The health reform law is a remarkable achievement, in a typically American, incremental sort of way, keeping most of what we have and filling in the gaps.  Through Medicaid expansions and subsidized private coverage, millions will gain insurance.  Beginning with changes in Medicare, new approaches to payment reform and service coordination will be tested and supported.  And, rhetoric aside, the resulting modest cost growth will be fully paid for.

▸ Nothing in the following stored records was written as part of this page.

#[cfg(test)]
mod tests {
    use super::*;

    fn key() -> AyahKey {
        AyahKey {
            surah: 1,
            ayah: 1,
            recitation_id: 7,
        }
    }

    fn timing(word_id: WordId, start: u64, end: u64) -> AudioTiming {
        AudioTiming {
            word_id,
            start_time: Duration::from_millis(start),
            end_time: Duration::from_millis(end),
        }
    }

    fn ayah_audio(word_timings: Vec<AudioTiming>) -> AyahAudio {
        AyahAudio {
            surah: 1,
            ayah: 1,
            recitation_id: 7,
            audio_url: "https://audio.example/001001.mp3".into(),
            word_timings,
        }
    }

    fn word_audio(word_id: WordId, start: u64, end: u64) -> WordAudio {
        WordAudio {
            word_id,
            audio_url: "https://audio.example/001001.mp3".into(),
            start_time: Duration::from_millis(start),
            end_time: Duration::from_millis(end),
        }
    }

    fn loaded_timeline(word_timings: Vec<AudioTiming>) -> AudioTimeline {
        let mut timeline = AudioTimeline::new();
        let (load, _) = timeline.begin_load(key());
        let outcome = timeline.finish_load(load, Ok(ayah_audio(word_timings)));
        assert!(matches!(outcome, LoadOutcome::Loaded(_)));
        timeline
    }

    fn ms(value: u64) -> Duration {
        Duration::from_millis(value)
    }

    #[test]
    fn test_normalise_sorts_clips_and_drops_empty() {
        let timings = AyahTimings::new(ayah_audio(vec![
            timing(3, 600, 900),
            timing(1, 0, 350),
            timing(2, 300, 600),
            timing(4, 900, 900),
        ]));
        assert_eq!(
            timings.windows(),
            &[timing(1, 0, 300), timing(2, 300, 600), timing(3, 600, 900)]
        );
    }

    #[test]
    fn test_active_word_binary_search() {
        let windows: Vec<_> = (0..500u32)
            .map(|i| timing(1000 + i, u64::from(i) * 100, u64::from(i) * 100 + 80))
            .collect();
        let timings = AyahTimings::new(ayah_audio(windows));

        assert_eq!(timings.active_word(ms(0)), Some(1000));
        assert_eq!(timings.active_word(ms(79)), Some(1000));
        assert_eq!(timings.active_word(ms(80)), None);
        assert_eq!(timings.active_word(ms(100)), Some(1001));
        assert_eq!(timings.active_word(ms(49_950)), Some(1499));
        assert_eq!(timings.active_word(ms(60_000)), None);
    }

    #[test]
    fn test_at_most_one_window_highlighted() {
        let windows = vec![
            timing(10, 0, 250),
            timing(11, 250, 500),
            timing(12, 620, 900),
            timing(13, 900, 1200),
        ];
        let mut timeline = loaded_timeline(windows.clone());
        timeline.play();

        for t in 0..1300 {
            timeline.on_tick(ms(t));
            let containing: Vec<_> = windows.iter().filter(|w| w.contains(ms(t))).collect();
            assert!(containing.len() <= 1);
            match timeline.highlighted_word_id() {
                Some(id) => assert_eq!(containing[0].word_id, id, "t={t}"),
                None => assert!(containing.is_empty(), "t={t}"),
            }
        }
    }

    #[test]
    fn test_highlight_requires_playback() {
        let mut timeline = loaded_timeline(vec![timing(10, 0, 500)]);
        timeline.on_tick(ms(100));
        assert_eq!(timeline.highlighted_word_id(), None);

        assert_eq!(timeline.play().commands, vec![MediaCommand::Play]);
        timeline.on_tick(ms(150));
        assert_eq!(timeline.highlighted_word_id(), Some(10));

        // Paused keeps the word that was being read
        assert_eq!(timeline.pause().commands, vec![MediaCommand::Pause]);
        assert_eq!(timeline.status(), PlaybackStatus::Paused);
        assert_eq!(timeline.highlighted_word_id(), Some(10));
    }

    #[test]
    fn test_toggle_play_pause() {
        let mut timeline = loaded_timeline(vec![timing(10, 0, 500)]);
        timeline.toggle_play_pause();
        assert_eq!(timeline.status(), PlaybackStatus::Playing);
        timeline.toggle_play_pause();
        assert_eq!(timeline.status(), PlaybackStatus::Paused);
        timeline.toggle_play_pause();
        assert_eq!(timeline.status(), PlaybackStatus::Playing);
    }

    #[test]
    fn test_play_without_source_is_noop() {
        let mut timeline = AudioTimeline::new();
        assert!(timeline.play().is_empty());
        assert_eq!(timeline.status(), PlaybackStatus::Stopped);
    }

    #[test]
    fn test_ended_stops_and_clears_highlight() {
        let mut timeline = loaded_timeline(vec![timing(10, 0, 500), timing(11, 500, 1000)]);
        timeline.on_duration_known(ms(1000));
        timeline.play();
        timeline.on_tick(ms(600));
        assert_eq!(timeline.highlighted_word_id(), Some(11));

        timeline.on_ended();
        assert_eq!(timeline.status(), PlaybackStatus::Stopped);
        assert_eq!(timeline.highlighted_word_id(), None);
        assert_eq!(timeline.position(), ms(1000));
    }

    #[test]
    fn test_unavailable_timings_never_highlight() {
        let mut timeline = AudioTimeline::new();
        let (load, _) = timeline.begin_load(key());
        let outcome = timeline.finish_load(
            load,
            Err(CoreError::TimingUnavailable {
                surah: 1,
                ayah: 1,
                recitation_id: 7,
            }),
        );
        assert!(matches!(outcome, LoadOutcome::Unavailable(_)));
        assert!(timeline.timings_unavailable());

        timeline.play();
        for t in (0..2000).step_by(50) {
            timeline.on_tick(ms(t));
            assert_eq!(timeline.highlighted_word_id(), None);
        }
    }

    #[test]
    fn test_stale_timing_load_ignored() {
        let mut timeline = AudioTimeline::new();
        let (first, _) = timeline.begin_load(key());
        let second_key = AyahKey { ayah: 2, ..key() };
        let (second, _) = timeline.begin_load(second_key);

        assert!(matches!(
            timeline.finish_load(first, Ok(ayah_audio(vec![timing(1, 0, 100)]))),
            LoadOutcome::Stale
        ));
        assert!(timeline.timings().is_none());

        let mut audio = ayah_audio(vec![timing(8, 0, 100)]);
        audio.ayah = 2;
        assert!(matches!(timeline.finish_load(second, Ok(audio)), LoadOutcome::Loaded(_)));
        assert_eq!(timeline.timings().unwrap().key(), second_key);
    }

    #[test]
    fn test_new_load_discards_previous_timings() {
        let mut timeline = loaded_timeline(vec![timing(10, 0, 500)]);
        timeline.play();
        timeline.on_tick(ms(100));
        assert_eq!(timeline.highlighted_word_id(), Some(10));

        let (_, transition) = timeline.begin_load(AyahKey { ayah: 2, ..key() });
        assert_eq!(transition.commands, vec![MediaCommand::Pause]);
        assert!(timeline.timings().is_none());
        assert_eq!(timeline.highlighted_word_id(), None);
        assert_eq!(timeline.status(), PlaybackStatus::Stopped);
    }

    #[test]
    fn test_play_word_schedules_auto_stop() {
        let mut timeline = AudioTimeline::new();
        let generation = timeline.begin_word();
        let transition = timeline
            .play_word(generation, &word_audio(42, 1200, 1650))
            .unwrap();

        assert_eq!(
            transition.commands,
            vec![
                MediaCommand::Load {
                    url: "https://audio.example/001001.mp3".into()
                },
                MediaCommand::Seek(ms(1200)),
                MediaCommand::Play,
            ]
        );
        let auto_stop = transition.auto_stop.unwrap();
        assert_eq!(auto_stop.after, ms(450));
        assert_eq!(timeline.highlighted_word_id(), Some(42));

        let stop = timeline.auto_stop(auto_stop.generation);
        assert_eq!(stop.commands, vec![MediaCommand::Pause]);
        assert_eq!(timeline.status(), PlaybackStatus::Stopped);
        assert_eq!(timeline.highlighted_word_id(), None);
    }

    #[test]
    fn test_play_word_cancelled_by_newer_word() {
        let mut timeline = AudioTimeline::new();
        let first_gen = timeline.begin_word();
        let first = timeline
            .play_word(first_gen, &word_audio(42, 1200, 1650))
            .unwrap()
            .auto_stop
            .unwrap();

        let second_gen = timeline.begin_word();
        let second = timeline
            .play_word(second_gen, &word_audio(43, 1650, 2400))
            .unwrap()
            .auto_stop
            .unwrap();

        // The first word's stop fires against the second word's playback
        assert!(timeline.auto_stop(first.generation).is_empty());
        assert_eq!(timeline.status(), PlaybackStatus::Playing);
        assert_eq!(timeline.highlighted_word_id(), Some(43));

        assert!(!timeline.auto_stop(second.generation).is_empty());
        assert_eq!(timeline.status(), PlaybackStatus::Stopped);
    }

    #[test]
    fn test_superseded_word_fetch_is_dropped() {
        let mut timeline = AudioTimeline::new();
        let stale = timeline.begin_word();
        let fresh = timeline.begin_word();
        assert!(timeline.play_word(stale, &word_audio(1, 0, 100)).is_none());
        assert!(timeline.play_word(fresh, &word_audio(2, 0, 100)).is_some());
    }

    #[test]
    fn test_tick_past_clip_end_stops() {
        let mut timeline = AudioTimeline::new();
        let generation = timeline.begin_word();
        let auto_stop = timeline
            .play_word(generation, &word_audio(42, 1000, 1300))
            .unwrap()
            .auto_stop
            .unwrap();

        assert!(timeline.on_tick(ms(1299)).is_empty());
        assert_eq!(timeline.highlighted_word_id(), Some(42));

        let transition = timeline.on_tick(ms(1300));
        assert_eq!(transition.commands, vec![MediaCommand::Pause]);
        assert_eq!(timeline.status(), PlaybackStatus::Stopped);
        // The timer firing afterwards is a no-op
        assert!(timeline.auto_stop(auto_stop.generation).is_empty());
    }

    #[test]
    fn test_pause_and_resume_word_rearms_remaining_stop() {
        let mut timeline = AudioTimeline::new();
        let generation = timeline.begin_word();
        let original = timeline
            .play_word(generation, &word_audio(42, 1000, 1500))
            .unwrap()
            .auto_stop
            .unwrap();

        timeline.on_tick(ms(1200));
        timeline.pause();
        assert!(timeline.auto_stop(original.generation).is_empty());
        assert_eq!(timeline.status(), PlaybackStatus::Paused);

        let resumed = timeline.play().auto_stop.unwrap();
        assert_eq!(resumed.after, ms(300));
    }

    #[test]
    fn test_seek_rederives_highlight_and_drops_clip() {
        let mut timeline = loaded_timeline(vec![timing(10, 0, 500), timing(11, 500, 1000)]);
        timeline.on_duration_known(ms(1000));
        timeline.play();

        let transition = timeline.seek(ms(700));
        assert_eq!(transition.commands, vec![MediaCommand::Seek(ms(700))]);
        assert_eq!(timeline.highlighted_word_id(), Some(11));

        // Seeks clamp to the known duration
        timeline.seek(ms(5000));
        assert_eq!(timeline.position(), ms(1000));
        assert_eq!(timeline.highlighted_word_id(), None);
    }

    #[test]
    fn test_play_word_reuses_loaded_source() {
        let mut timeline = loaded_timeline(vec![timing(10, 0, 500)]);
        let generation = timeline.begin_word();
        let transition = timeline
            .play_word(generation, &word_audio(10, 0, 500))
            .unwrap();
        assert_eq!(
            transition.commands,
            vec![MediaCommand::Seek(Duration::ZERO), MediaCommand::Play]
        );
    }

    #[test]
    fn test_tick_taken_before_word_seek_is_ignored() {
        let mut timeline = AudioTimeline::new();
        let generation = timeline.begin_word();
        timeline.play_word(generation, &word_audio(10, 1000, 1400));
        timeline.on_tick(ms(1300));
        assert_eq!(timeline.highlighted_word_id(), Some(10));

        let generation = timeline.begin_word();
        timeline.play_word(generation, &word_audio(3, 300, 700));

        // Queued by the media element before it applied the seek to 300
        assert!(timeline.on_tick(ms(1350)).is_empty());
        assert_eq!(timeline.status(), PlaybackStatus::Playing);
        assert_eq!(timeline.position(), ms(300));
        assert_eq!(timeline.highlighted_word_id(), Some(3));

        assert!(timeline.on_tick(ms(400)).is_empty());
        assert_eq!(timeline.highlighted_word_id(), Some(3));

        // Once the clip is reached its end stops playback as usual
        let transition = timeline.on_tick(ms(700));
        assert_eq!(transition.commands, vec![MediaCommand::Pause]);
        assert_eq!(timeline.status(), PlaybackStatus::Stopped);
    }

    #[test]
    fn test_ayah_windows_ignored_while_other_recording_loaded() {
        let mut timeline = loaded_timeline(vec![timing(2, 0, 500), timing(3, 500, 1000)]);
        timeline.on_duration_known(ms(1000));
        timeline.play();
        timeline.pause();

        let generation = timeline.begin_word();
        let clip = WordAudio {
            audio_url: "https://audio.example/words.mp3".into(),
            ..word_audio(2, 200, 600)
        };
        let transition = timeline.play_word(generation, &clip).unwrap();
        assert_eq!(
            transition.commands[0],
            MediaCommand::Load {
                url: "https://audio.example/words.mp3".into()
            }
        );
        assert_eq!(timeline.duration(), None);
        timeline.auto_stop(transition.auto_stop.unwrap().generation);

        // Resuming plays words.mp3, which the ayah windows do not describe
        assert_eq!(timeline.toggle_play_pause().commands, vec![MediaCommand::Play]);
        timeline.on_tick(ms(600));
        assert_eq!(timeline.status(), PlaybackStatus::Playing);
        assert_eq!(timeline.highlighted_word_id(), None);
    }

    #[test]
    fn test_play_after_end_rewinds() {
        let mut timeline = loaded_timeline(vec![timing(10, 0, 500)]);
        timeline.on_duration_known(ms(1000));
        timeline.play();
        timeline.on_tick(ms(900));
        timeline.on_ended();
        assert_eq!(timeline.position(), ms(1000));

        let transition = timeline.play();
        assert_eq!(
            transition.commands,
            vec![MediaCommand::Seek(Duration::ZERO), MediaCommand::Play]
        );
        assert_eq!(timeline.position(), Duration::ZERO);
        assert_eq!(timeline.status(), PlaybackStatus::Playing);
        assert_eq!(timeline.highlighted_word_id(), Some(10));

        // Resuming mid-source does not rewind
        timeline.on_tick(ms(300));
        timeline.pause();
        assert_eq!(timeline.play().commands, vec![MediaCommand::Play]);
    }
}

While each day we still hear expressions of anger, detailed polls indicate support for many specific elements of the plan.  With time, we hope, those whose invective is fueled by fear and confusion will give way to a “wait-and-see” majority.  Some, of course, will continue the political debate, as is their right.  The Left will attack the perceived demon of private insurance.  The Right will attack its own bogeyman, government.  The challenge to the health care crowd is not to silence the political debate, but rather to focus on the real expectations of that wait-and-see camp. 
 
A THREEFOLD CHALLENGE
That will clearly be hard work, beginning with the law’s expansion of insurance coverage.  In states with historically low public benefit levels, Medicaid expansions will represent a culture change not unlike that of the civil rights movement.  Even here in New York, with higher eligibility standards, almost a million people eligible for public insurance are not enrolled.  The insurance exchanges that will be crafted will have to reflect our myriad regional insurance markets and coordinate the various forms of coverage available.  But at least New York understands the roadmap.
 
A second, uncharted dimension of health reform deals with limiting cost growth and improving quality, despite unrelenting financial, political, and institutional pressures.  To the wait-and-see majority, most of whom already have coverage, the real test will be whether health reform can “bend the cost curve” while maintaining or improving the quality of services—the “value, not volume” mantra.
 
Third, there is an emerging vision of “high-performance health care,” encompassing strengthened primary care; improved coordination of services; a shift from payments for individual services to bundled, even capitated, payments; linkage of all encounters through electronic records; and better engagement of patients in maintaining their health and understanding their care—in a nutshell, changing how we deliver care and changing how we pay for it.
 
WHERE DO WE GO FROM HERE?
Three themes also frame any strategy for the future.  First, this is urgent business.  Cost pressures are real and unrelenting.  When temporary federal Medicaid support ends in 2011, state budget crises will intensify.  Businesses face annual premium growth, still in a soft economy.  Public support for reform remains uncertain.  Far from being lulled by stated reform opportunities and future targets, planning for change needs to begin now. 
 
Second, while high performance can be achieved in individual parts of the system, the components have to connect in new and different ways, and performance must be defined across them.  Primary care can be improved but it needs seamless connection, when necessary, to specialty care.  Inappropriate emergency room care can be deflected but not when hospitals view the ER as a portal for admissions.  Reducing readmissions requires coordination between hospitals and nursing homes or home care, and the involvement of patients and their families.  Financial transactions have to support intended outcomes.
 
Third, we need to define a new locus of activity, somewhere between statewide planning and local neighborhood concerns.  Payers, providers, patient representatives, and government officials must work out new arrangements at a regional level, whether that’s defined, variously, as one county or several, New York City, or even an individual borough.
 
The tasks are daunting, but there’s real opportunity.  Literally dozens of strategic conversations are taking place among providers.  State and federal financial support for health information technology expansion has created new capacity for coordination, and doctors and hospitals are in the discussion as well. 
 
A senior business executive once said to me, “Stop telling me about the problem.  Show me some solutions.”  For the wait-and-see majority change will not come easily.  But health reform provides an opportunity for a fundamental shift in how we provide and pay for care—a strong start on the road to solutions.